The first strawberries of the season are already on their way.
In October, the fields will be ready for harvest, but the problem is that there is hardly anyone to collect them.
The vital foreign workers who make up the bulk of the collectors cannot get here due to New Zealand’s closed border.
Francie Perry is the nation’s largest strawberry producer, a multi-million dollar operation.
“It’s fundamental,” he told 1 NEWS.
“If the government does not allow some of these horticultural workers to cross the border, then the kiwi public will face very high prices for annual crops.”

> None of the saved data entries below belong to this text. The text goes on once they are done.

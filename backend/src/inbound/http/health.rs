//! Orchestration probes.
//!
//! Readiness flips once the listener is bound and reports which outbound
//! adapters the process is running with, so a deployment that silently fell
//! back to the in-memory backend is visible from outside.

use std::sync::OnceLock;
use std::sync::atomic::{AtomicBool, Ordering};

use actix_web::{HttpResponse, HttpResponseBuilder, get, http::header, web};
use serde::Serialize;
use utoipa::ToSchema;

/// Adapter choices made at startup.
#[derive(Debug, Clone, Copy, PartialEq, Eq, Serialize, ToSchema)]
#[serde(rename_all = "camelCase")]
pub struct AdapterReport {
    /// `supabase` or `in-memory`.
    #[schema(example = "supabase")]
    pub hosted_backend: &'static str,
    /// `codestral` or `unconfigured`.
    #[schema(example = "codestral")]
    pub verification_model: &'static str,
}

/// Readiness body.
#[derive(Debug, Serialize, ToSchema)]
#[serde(rename_all = "camelCase")]
pub struct ReadinessResponse {
    #[schema(example = "ready")]
    status: &'static str,
    #[serde(skip_serializing_if = "Option::is_none")]
    adapters: Option<AdapterReport>,
}

/// Shared probe state.
#[derive(Default)]
pub struct HealthState {
    ready: AtomicBool,
    adapters: OnceLock<AdapterReport>,
}

impl HealthState {
    /// Not ready, no adapters reported.
    pub fn new() -> Self {
        Self::default()
    }

    /// Record the adapters chosen at startup. Later calls are ignored.
    pub fn report_adapters(&self, report: AdapterReport) {
        let _ = self.adapters.set(report);
    }

    /// Mark the service as ready once the listener is bound.
    pub fn mark_ready(&self) {
        self.ready.store(true, Ordering::Release);
    }

    /// Whether [`mark_ready`](Self::mark_ready) has been called.
    pub fn is_ready(&self) -> bool {
        self.ready.load(Ordering::Acquire)
    }
}

fn uncached(mut builder: HttpResponseBuilder) -> HttpResponseBuilder {
    builder.insert_header((header::CACHE_CONTROL, "no-store"));
    builder
}

/// Readiness probe. 200 once the server accepts traffic, 503 before.
#[utoipa::path(
    get,
    path = "/health/ready",
    tags = ["health"],
    security([]),
    responses(
        (status = 200, description = "Server is ready to handle traffic", body = ReadinessResponse),
        (status = 503, description = "Server is still starting", body = ReadinessResponse)
    )
)]
#[get("/health/ready")]
pub async fn ready(state: web::Data<HealthState>) -> HttpResponse {
    let (builder, status) = if state.is_ready() {
        (HttpResponse::Ok(), "ready")
    } else {
        (HttpResponse::ServiceUnavailable(), "starting")
    };
    uncached(builder).json(ReadinessResponse {
        status,
        adapters: state.adapters.get().copied(),
    })
}

/// Liveness probe. 200 whenever the worker can answer.
#[utoipa::path(
    get,
    path = "/health/live",
    tags = ["health"],
    security([]),
    responses((status = 200, description = "Server is alive"))
)]
#[get("/health/live")]
pub async fn live() -> HttpResponse {
    uncached(HttpResponse::Ok()).finish()
}

#[cfg(test)]
mod tests {
    use super::*;
    use actix_web::http::StatusCode;
    use actix_web::{App, test};
    use rstest::rstest;
    use serde_json::{Value, json};

    async fn probe(
        state: web::Data<HealthState>,
        uri: &str,
    ) -> (StatusCode, Option<String>, Value) {
        let app = test::init_service(App::new().app_data(state).service(ready).service(live))
            .await;
        let res = test::call_service(&app, test::TestRequest::get().uri(uri).to_request()).await;
        let status = res.status();
        let cache = res
            .headers()
            .get(header::CACHE_CONTROL)
            .and_then(|value| value.to_str().ok())
            .map(str::to_owned);
        let body = test::read_body(res).await;
        let body = serde_json::from_slice(&body).unwrap_or(Value::Null);
        (status, cache, body)
    }

    #[rstest]
    #[case(false, StatusCode::SERVICE_UNAVAILABLE, "starting")]
    #[case(true, StatusCode::OK, "ready")]
    #[actix_web::test]
    async fn readiness_follows_flag(
        #[case] ready_flag: bool,
        #[case] expected: StatusCode,
        #[case] label: &str,
    ) {
        let state = web::Data::new(HealthState::new());
        if ready_flag {
            state.mark_ready();
        }
        let (status, cache, body) = probe(state, "/health/ready").await;
        assert_eq!(status, expected);
        assert_eq!(cache.as_deref(), Some("no-store"));
        assert_eq!(body, json!({ "status": label }));
    }

    #[actix_web::test]
    async fn readiness_reports_adapters() {
        let state = web::Data::new(HealthState::new());
        state.report_adapters(AdapterReport {
            hosted_backend: "in-memory",
            verification_model: "unconfigured",
        });
        state.report_adapters(AdapterReport {
            hosted_backend: "supabase",
            verification_model: "codestral",
        });
        state.mark_ready();

        let (_, _, body) = probe(state, "/health/ready").await;
        assert_eq!(
            body,
            json!({
                "status": "ready",
                "adapters": {
                    "hostedBackend": "in-memory",
                    "verificationModel": "unconfigured"
                }
            })
        );
    }

    #[actix_web::test]
    async fn liveness_is_unconditional() {
        let (status, cache, _) = probe(web::Data::new(HealthState::new()), "/health/live").await;
        assert_eq!(status, StatusCode::OK);
        assert_eq!(cache.as_deref(), Some("no-store"));
    }
}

The government says locals will take over, and Labor leader Jacinda Ardern said: “We have Kiwis out of work at the moment.”
Yesterday they announced that foreigners with expiring work and vacation visas can now enter horticulture.
Agriculture Minister Damien O’Connor estimates that would mean some 11,000 people could fill the position.
“If you think there are a lot of harvest personnel here, where are they? Because we can’t find them,” he says.
Work and Income has found it with only eight workers. Nobody wants the hard work of collecting.
“It’s the worst kiwi response for choosing I’ve ever seen. Ever!”
Perry says he has the solution: Auckland accommodation ready to receive Covid-free Samoan workers.
“We have a facility that would be suitable for quarantine and we could quarantine 70 people and that would help us.”
She paid for everything and will even pay for security personnel.
But the government has not moved yet.
“If we don’t organize it in the next week, it becomes a real crisis,” says Perry.
Without pickers, potentially more than 1000 kiwi jobs will be lost at the packinghouse, and Christmas favorites could rot on the ground.